For the As content in wheat grain, 67 MTAs loci (P < 10–4) were identified on 14 chromosomes (1A, 1B, 2A, 2B, 3B, 3D, 4A, 5A, 5B, 6A, 6B, 7A, 7B and 7D) in the four experimental environments (Table S4). Some MATs clusters were found on chromosomes 1 1B, 2B, 6B, 7A, and 7B. However, at the P < 10–5 level, no loci were found.

In turn, there were 159 MTAs loci (P < 10–4) associated with Cd content in wheat grain on 19 chromosomes, except for chromosomes 2D and 7D in the four experimental environments (Table S4). There were MTAs clusters on chromosomes 1B, 1D, 2B, 3B, and 5B; further, 22 loci were found at the P < 10–5 level in E2, E3, and E4 (Table 4). Six loci explained more than 10% of phenotypic variation on chromosomes 1B, 1D, 4A, 4B, and 5A.

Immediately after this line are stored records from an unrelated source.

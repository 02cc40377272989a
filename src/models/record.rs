use serde::{Deserialize, Serialize};

use crate::models::item::{MealSlot, RoundingRule};
use crate::models::macros::Macros;

/// Product data as stored alongside a planned meal item.
#[derive(Debug, Clone, PartialEq, Serialize, Deserialize)]
#[serde(rename_all = "camelCase")]
pub struct ProductRecord {
    pub name: String,
    /// Free-form food type label, e.g. "meat" or "Grain".
    #[serde(default)]
    pub food_type: String,
    /// Nutrients per 100 g.
    pub per100: Macros,
    /// Typical serving, used when a locked item has no stored quantity.
    #[serde(default)]
    pub fixed_portion_grams: Option<u32>,
    /// Grams of seasoning per 100 g of its basis.
    #[serde(default)]
    pub seasoning_rate: Option<f64>,
    #[serde(default = "default_eaten_factor")]
    pub eaten_factor: f64,
}

fn default_eaten_factor() -> f64 {
    1.0
}

/// Where and how the item appears in the day's plan.
#[derive(Debug, Clone, Default, PartialEq, Serialize, Deserialize)]
#[serde(default, rename_all = "camelCase")]
pub struct MealContext {
    pub slot: Option<MealSlot>,
    pub locked: bool,
    /// Unconstrained by the naturalness of round numbers.
    pub free: bool,
    pub paired_item_id: Option<String>,
    pub min_grams: Option<u32>,
    pub max_grams: Option<u32>,
    pub step_grams: Option<u32>,
    pub rounding: Option<RoundingRule>,
}

/// One planned meal item as persisted.
#[derive(Debug, Clone, PartialEq, Serialize, Deserialize)]
#[serde(rename_all = "camelCase")]
pub struct ItemRecord {
    pub id: String,
    pub product: ProductRecord,
    #[serde(default)]
    pub meal: MealContext,
    #[serde(default)]
    pub quantity_grams: u32,
}

impl ItemRecord {
    /// Debug string for logging.
    pub fn debug_string(&self) -> String {
        format!(
            "{} ({}) {}g{}",
            self.product.name,
            self.id,
            self.quantity_grams,
            if self.meal.locked { " locked" } else { "" }
        )
    }
}
//! Daily macro targets from global settings and weekly overrides.
//!
//! Fat is never stored: it is derived from calories, protein and carbs so
//! that every resolved target is internally consistent.

use chrono::{Datelike, Duration, NaiveDate, Weekday};
use serde::{Deserialize, Serialize};
use tracing::debug;

use crate::models::MacroTarget;
use crate::planner::constants::*;

/// Calorie/protein/carb settings for one kind of day. Unset fields fall
/// through to the next source.
#[derive(Debug, Clone, Default, PartialEq, Serialize, Deserialize)]
#[serde(default)]
pub struct DayTargets {
    pub calories: Option<f64>,
    pub protein: Option<f64>,
    pub carbs: Option<f64>,
}

#[derive(Debug, Clone, Default, PartialEq, Serialize, Deserialize)]
#[serde(default)]
pub struct NutritionSettings {
    pub weekday: DayTargets,
    /// Saturday and Sunday.
    pub weekend: DayTargets,
}

/// Targets for one week, keyed by the Monday the week starts on.
#[derive(Debug, Clone, PartialEq, Serialize, Deserialize)]
pub struct WeeklyOverride {
    pub week_start: NaiveDate,
    #[serde(default)]
    pub calories: Option<f64>,
    #[serde(default)]
    pub protein: Option<f64>,
    #[serde(default)]
    pub carbs: Option<f64>,
}

/// Monday of the week containing `date`.
pub fn week_start(date: NaiveDate) -> NaiveDate {
    date - Duration::days(date.weekday().num_days_from_monday() as i64)
}

pub fn is_weekend(date: NaiveDate) -> bool {
    matches!(date.weekday(), Weekday::Sat | Weekday::Sun)
}

/// Fat grams implied by the energy left after protein and carbs.
///
/// `max(0, round((calories - 4p - 4c) / 9))`, floored at 30 g.
pub fn derive_fat(calories: f64, protein: f64, carbs: f64) -> f64 {
    let remaining = calories - protein * KCAL_PER_GRAM_PROTEIN - carbs * KCAL_PER_GRAM_CARBS;
    let fat = (remaining / KCAL_PER_GRAM_FAT).round().max(0.0);
    fat.max(FAT_FLOOR_GRAMS)
}

/// `|4p + 4c + 9f - calories|` for a target.
pub fn energy_gap(target: &MacroTarget) -> f64 {
    (target.atwater_calories() - target.calories).abs()
}

/// Resolve the target for `date`.
///
/// Calories, protein and carbs come from the override (only when it is keyed
/// by this date's Monday), then the weekday/weekend setting, then the hard
/// default. When the fat floor binds, calories are raised to match the
/// macros.
pub fn resolve_target(
    date: NaiveDate,
    settings: &NutritionSettings,
    weekly: Option<&WeeklyOverride>,
) -> MacroTarget {
    let weekly = weekly.filter(|o| o.week_start == week_start(date));
    let day = if is_weekend(date) {
        &settings.weekend
    } else {
        &settings.weekday
    };

    let pick = |from_override: Option<f64>, from_day: Option<f64>, default: f64| {
        from_override.or(from_day).unwrap_or(default).max(0.0)
    };

    let mut calories = pick(
        weekly.and_then(|o| o.calories),
        day.calories,
        DEFAULT_DAILY_CALORIES,
    );
    let protein = pick(
        weekly.and_then(|o| o.protein),
        day.protein,
        DEFAULT_DAILY_PROTEIN,
    );
    let carbs = pick(weekly.and_then(|o| o.carbs), day.carbs, DEFAULT_DAILY_CARBS);
    let fat = derive_fat(calories, protein, carbs);

    let target = MacroTarget::new(calories, protein, carbs, fat);
    if energy_gap(&target) > MAX_ENERGY_GAP_KCAL {
        calories = target.atwater_calories();
        debug!(
            %date,
            calories, "fat floor binds; calories reconciled to the macro energy"
        );
    }

    MacroTarget::new(calories, protein, carbs, fat)
}

/// Resolve using whichever override (if any) belongs to `date`'s week.
pub fn resolve_target_from(
    date: NaiveDate,
    settings: &NutritionSettings,
    overrides: &[WeeklyOverride],
) -> MacroTarget {
    let monday = week_start(date);
    let weekly = overrides.iter().find(|o| o.week_start == monday);
    resolve_target(date, settings, weekly)
}
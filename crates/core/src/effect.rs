// SPDX-License-Identifier: BUSL-1.1
// Copyright (c) 2026 Alfred Jean LLC

//! Outcome vocabulary shared between the engine and the scheduler.

use serde::{Deserialize, Serialize};

/// What the scheduler reported about a finished job.
#[derive(Debug, Clone, Copy, PartialEq, Eq, Serialize, Deserialize)]
#[serde(rename_all = "lowercase")]
pub enum JobOutcome {
    Executed,
    Error,
}
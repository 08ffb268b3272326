// SPDX-License-Identifier: BUSL-1.1
// Copyright (c) 2026 Alfred Jean LLC

//! A mission's `schedule`: exactly one of a cron spec, a one-shot
//! datetime, or an external event trigger. Absent means "one-shot,
//! immediately on activation".

use crate::cron_spec::CronSpec;
use schemars::JsonSchema;
use serde::{Deserialize, Serialize};

#[derive(Debug, Clone, PartialEq, Serialize, Deserialize, JsonSchema)]
#[serde(untagged)]
pub enum Schedule {
    /// `{source, event}` — fired by the event router, never directly by
    /// the scheduler. Tried before `Date`/`Cron` since it's the most
    /// specific shape (two required keys neither of them carries).
    #[serde(deny_unknown_fields)]
    Event { source: String, event: String },
    /// `{run_date}` — fire once at the given datetime, or immediately if
    /// `run_date` is absent/`"now"`.
    #[serde(deny_unknown_fields)]
    Date {
        #[serde(default)]
        run_date: Option<String>,
    },
    /// The calendar-field cron spec. Tried last: every field is optional,
    /// so it would otherwise swallow the other two shapes.
    Cron(CronSpec),
}

impl Schedule {
    /// No cron fields present ⇒ the mission deactivates after its one run.
    /// `Date` and `Event`-triggered runs both use a one-shot scheduler job
    /// under the hood, so both count as one-shot here even though an
    /// event-triggered mission stays subscribed.
    pub fn is_one_shot(&self) -> bool {
        !matches!(self, Schedule::Cron(_))
    }
}

#[cfg(test)]
#[path = "schedule_tests.rs"]
mod tests;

Finally, 99 MTAs (P < 10–4) associated with Pb content were found on 16 chromosomes (1A, 1B, 1D, 2A, 2B, 3A, 3B, 4A, 4B, 5A, 5B, 6A, 6B, 7A, 7B, and 7D in the four experimental environments (Table S4). MTAs clusters were detected mainly on chromosomes 1B, 3B, 5B, 6B, and 7B. Of these, 18 loci were identified at the P < 10–5 level, which involved chromosomes 1B, 2B, 3A, 5A, 6B, 7A, and 7B (Table 4). Five loci explained more than 10% of the phenotypic variation on chromosomes 5A and 7B in E4. The maximum contribution rate of Excalibur_c25090_830 on chromosome 7B was 13.43%, and its P-value was as low as 8.11 × 10–7.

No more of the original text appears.